“I was lucky, in my case, and got away with it quite lightly. I’ve had it and can still understand what other people are going through,” Charles, 71, explained in a Sky News interview that aired on Thursday, June 4. “I feel particularly for those, for instance, who’ve lost their loved ones but were unable to be with them at the time. That’s, to me, the most ghastly thing. But in order to prevent this from happening to so many more people, this is why I’m determined to find a way out of this.”
The Prince of Wales noted that society could experience more pandemics similar to the COVID-19 crisis if humanity fails to protect Earth, adding: “We should have been treating the planet as if it were a patient long ago. No self-respecting doctor would ever have let the situation — if the planet is a patient — reach this stage before making an intervention.”
He also explained that “the more we erode the natural world, the more we destroy what’s called biodiversity, which is the immense diversity of life, plant life, tree life, everything else.”
Charles tested positive for COVID-19 in late March. He had been “displaying mild symptoms,” but had ultimately remained “in good health” as he continued to work from home. His wife, Duchess Camilla, received a negative result back on her coronavirus test.
Charles had called sons Prince William and Prince Harry to inform them of the news. Harry, 35, was “overwhelmed with feelings of guilt for not being closer to home” at the time, a source previously told Us Weekly. (Harry and wife Meghan Markle had already relocated to L.A. with son Archie at the time.)

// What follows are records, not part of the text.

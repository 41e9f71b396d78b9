use std::future::Future;
use std::sync::{atomic::AtomicBool, atomic::Ordering, Arc, OnceLock};
use std::time::Duration;

use futures_util::StreamExt;
use regex::Regex;
use reqwest::header::{HeaderMap, HeaderName, HeaderValue};
use reqwest::{Client, Response};
use tracing::debug;

use crate::config::OpenRouterConfig;
use crate::error::{classify_status, OpenRouterError};
use crate::events::ChatStreamEvent;
use crate::headers::build_headers;
use crate::payload::ChatRequest;
use crate::sse::SseStreamParser;
use crate::url::normalize_chat_completions_url;

/// Optional cancellation signal shared across request and stream loops.
pub type CancellationSignal = Arc<AtomicBool>;

const CANCEL_POLL_INTERVAL: Duration = Duration::from_millis(25);

/// Cheap prefix gate before the full marker regex is consulted.
const READ_MARKER_PREFIX: &str = "###READ_FILE:";

/// A legacy read marker is complete once its path is terminated by
/// whitespace; until then the marker may still be mid-delta.
const READ_MARKER_COMPLETE: &str = r"###READ_FILE:\S+\s";

fn complete_read_marker() -> &'static Regex {
    static MARKER: OnceLock<Regex> = OnceLock::new();
    MARKER.get_or_init(|| Regex::new(READ_MARKER_COMPLETE).expect("read marker pattern compiles"))
}

#[derive(Debug)]
pub struct OpenRouterClient {
    http: Client,
    config: OpenRouterConfig,
}

impl OpenRouterClient {
    pub fn new(config: OpenRouterConfig) -> Result<Self, OpenRouterError> {
        let mut builder = Client::builder();
        if let Some(timeout) = config.timeout {
            builder = builder.timeout(timeout);
        }
        let http = builder.build().map_err(OpenRouterError::from)?;
        Ok(Self { http, config })
    }

    pub fn config(&self) -> &OpenRouterConfig {
        &self.config
    }

    pub fn normalized_endpoint(&self) -> String {
        normalize_chat_completions_url(&self.config.base_url)
    }

    pub fn build_headers(&self, user_agent: Option<&str>) -> Result<HeaderMap, OpenRouterError> {
        let headers = build_headers(&self.config, user_agent)?;
        let mut out = HeaderMap::new();
        for (key, value) in headers {
            out.insert(
                HeaderName::from_bytes(key.as_bytes()).map_err(|_| {
                    OpenRouterError::InvalidBaseUrl(format!("invalid header key: {key}"))
                })?,
                HeaderValue::from_str(&value).map_err(|_| {
                    OpenRouterError::InvalidBaseUrl(format!("invalid header value for {key}"))
                })?,
            );
        }
        Ok(out)
    }

    pub fn build_request(
        &self,
        request: &ChatRequest,
    ) -> Result<reqwest::RequestBuilder, OpenRouterError> {
        let headers = self.build_headers(self.config.user_agent.as_deref())?;
        let payload = request_with_transport_defaults(request);
        Ok(self
            .http
            .post(self.normalized_endpoint())
            .headers(headers)
            .json(&payload))
    }

    /// Issues one request attempt. Non-success statuses are classified into
    /// the error taxonomy; nothing is retried here.
    pub async fn send(
        &self,
        request: &ChatRequest,
        cancellation: Option<&CancellationSignal>,
    ) -> Result<Response, OpenRouterError> {
        if is_cancelled(cancellation) {
            return Err(OpenRouterError::Cancelled);
        }

        let response = self.build_request(request)?.send();
        let response = await_or_cancel(response, cancellation)
            .await?
            .map_err(OpenRouterError::from)?;

        if response.status().is_success() {
            return Ok(response);
        }

        let status = response.status();
        let body = await_or_cancel(response.text(), cancellation)
            .await?
            .unwrap_or_else(|_| {
                status
                    .canonical_reason()
                    .unwrap_or("request failed")
                    .to_string()
            });

        Err(classify_status(status, &body))
    }

    /// Streams one chat completion, forwarding each content fragment to
    /// `on_delta` and returning the accumulated full text.
    ///
    /// The cancellation flag is polled between stream frames, so a cancel is
    /// observed within one frame's latency. Once the accumulated text
    /// contains a complete legacy read marker, the stream is abandoned right
    /// after the fragment that completed it: the caller will act on the
    /// marker, so further tokens would be wasted.
    pub async fn stream_chat<F>(
        &self,
        request: &ChatRequest,
        cancellation: Option<&CancellationSignal>,
        mut on_delta: F,
    ) -> Result<String, OpenRouterError>
    where
        F: FnMut(&str),
    {
        let response = self.send(request, cancellation).await?;
        let mut bytes = response.bytes_stream();
        let mut parser = SseStreamParser::default();
        let mut buffer = String::new();
        let complete_marker = complete_read_marker();
        let mut marker_primed = false;

        'stream: loop {
            let Some(chunk) = await_or_cancel(bytes.next(), cancellation).await? else {
                break;
            };
            if is_cancelled(cancellation) {
                return Err(OpenRouterError::Cancelled);
            }
            let chunk = chunk.map_err(OpenRouterError::from)?;

            for event in parser.feed(&chunk) {
                match event {
                    ChatStreamEvent::Done => break 'stream,
                    ChatStreamEvent::ContentDelta { delta } => {
                        buffer.push_str(&delta);
                        on_delta(&delta);

                        if !marker_primed {
                            marker_primed = buffer.contains(READ_MARKER_PREFIX);
                        }
                        if marker_primed && complete_marker.is_match(&buffer) {
                            debug!("complete read marker in stream; exiting early");
                            break 'stream;
                        }
                    }
                }
            }
        }

        if is_cancelled(cancellation) {
            return Err(OpenRouterError::Cancelled);
        }

        Ok(buffer)
    }
}

fn request_with_transport_defaults(request: &ChatRequest) -> ChatRequest {
    let mut payload = request.clone();
    payload.stream = true;
    payload
}

fn is_cancelled(cancel: Option<&CancellationSignal>) -> bool {
    cancel.is_some_and(|token| token.load(Ordering::Acquire))
}

async fn await_or_cancel<F>(
    future: F,
    cancellation: Option<&CancellationSignal>,
) -> Result<F::Output, OpenRouterError>
where
    F: Future,
{
    if cancellation.is_none() {
        return Ok(future.await);
    }

    let mut future = Box::pin(future);

    loop {
        if is_cancelled(cancellation) {
            return Err(OpenRouterError::Cancelled);
        }

        if let Ok(output) = tokio::time::timeout(CANCEL_POLL_INTERVAL, &mut future).await {
            if is_cancelled(cancellation) {
                return Err(OpenRouterError::Cancelled);
            }
            return Ok(output);
        }
    }
}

The heir to the British throne revealed that he overcame his battle with the illness one week later. “Having recently gone through the process of contracting this coronavirus — luckily with relatively mild symptoms — I now find myself on the other side of the illness but still in no less a state of social distance and general isolation,” he said at the time.
A Clarence House spokesperson told Us that Charles was also out of self-isolation after consulting with his doctor.
To aid in fighting the disease, Charles helped to virtually open a coronavirus field hospital in London. “It’s a spectacular and almost unbelievable feat of work,” he said in the April video. “An example, if ever one was needed, of how the impossible can be made possible.”